#### PROBLEM DESCRIPTION
Copy out, from the entries below, each line holding the string "errors".

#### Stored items
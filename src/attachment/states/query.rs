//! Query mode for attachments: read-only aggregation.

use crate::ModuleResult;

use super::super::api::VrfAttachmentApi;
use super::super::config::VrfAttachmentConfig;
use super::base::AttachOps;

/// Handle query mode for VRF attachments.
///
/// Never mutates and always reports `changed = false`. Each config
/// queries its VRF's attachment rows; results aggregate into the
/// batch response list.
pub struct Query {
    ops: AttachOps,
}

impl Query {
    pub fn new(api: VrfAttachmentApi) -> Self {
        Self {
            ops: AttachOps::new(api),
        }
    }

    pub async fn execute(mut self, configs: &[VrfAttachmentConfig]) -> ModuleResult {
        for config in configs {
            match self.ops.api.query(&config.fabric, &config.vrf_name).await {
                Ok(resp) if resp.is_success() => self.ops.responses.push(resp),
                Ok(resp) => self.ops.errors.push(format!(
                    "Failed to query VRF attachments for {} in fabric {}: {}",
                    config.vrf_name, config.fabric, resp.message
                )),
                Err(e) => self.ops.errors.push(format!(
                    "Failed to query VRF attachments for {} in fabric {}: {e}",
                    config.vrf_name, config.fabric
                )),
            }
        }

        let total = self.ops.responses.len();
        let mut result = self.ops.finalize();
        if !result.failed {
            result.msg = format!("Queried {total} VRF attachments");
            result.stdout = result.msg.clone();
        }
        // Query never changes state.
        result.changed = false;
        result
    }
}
---
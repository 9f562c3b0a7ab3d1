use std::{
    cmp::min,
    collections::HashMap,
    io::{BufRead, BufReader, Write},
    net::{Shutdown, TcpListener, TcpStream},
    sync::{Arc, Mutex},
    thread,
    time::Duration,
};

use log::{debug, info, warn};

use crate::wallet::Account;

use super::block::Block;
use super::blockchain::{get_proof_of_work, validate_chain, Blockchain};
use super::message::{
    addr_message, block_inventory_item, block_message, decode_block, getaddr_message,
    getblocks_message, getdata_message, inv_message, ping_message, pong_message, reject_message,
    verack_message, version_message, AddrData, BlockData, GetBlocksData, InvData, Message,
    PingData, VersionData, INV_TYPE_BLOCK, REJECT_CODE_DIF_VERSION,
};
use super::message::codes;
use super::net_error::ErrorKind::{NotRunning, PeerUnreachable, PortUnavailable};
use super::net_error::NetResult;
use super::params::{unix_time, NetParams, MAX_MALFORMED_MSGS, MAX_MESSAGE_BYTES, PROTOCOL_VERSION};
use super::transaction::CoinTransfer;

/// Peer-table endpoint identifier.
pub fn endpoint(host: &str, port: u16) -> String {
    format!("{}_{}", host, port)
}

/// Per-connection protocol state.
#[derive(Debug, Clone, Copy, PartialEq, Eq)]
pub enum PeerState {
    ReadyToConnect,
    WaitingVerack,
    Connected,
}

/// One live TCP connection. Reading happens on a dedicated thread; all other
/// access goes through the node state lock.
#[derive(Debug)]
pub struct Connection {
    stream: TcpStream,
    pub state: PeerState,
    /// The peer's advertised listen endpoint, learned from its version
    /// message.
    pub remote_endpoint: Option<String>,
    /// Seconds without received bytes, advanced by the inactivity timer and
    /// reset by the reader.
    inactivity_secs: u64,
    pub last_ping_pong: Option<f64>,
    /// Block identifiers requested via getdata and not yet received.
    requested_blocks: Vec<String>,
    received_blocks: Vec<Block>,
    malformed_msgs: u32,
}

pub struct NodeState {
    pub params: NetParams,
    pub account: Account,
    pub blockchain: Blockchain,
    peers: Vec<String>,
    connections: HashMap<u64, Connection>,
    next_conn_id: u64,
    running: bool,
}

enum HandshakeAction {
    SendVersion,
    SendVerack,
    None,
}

#### OUTPUT FOR THIS EXERCISE
                Ok(resp) => self.ops.errors.push(format!(
                Err(e) => self.ops.errors.push(format!(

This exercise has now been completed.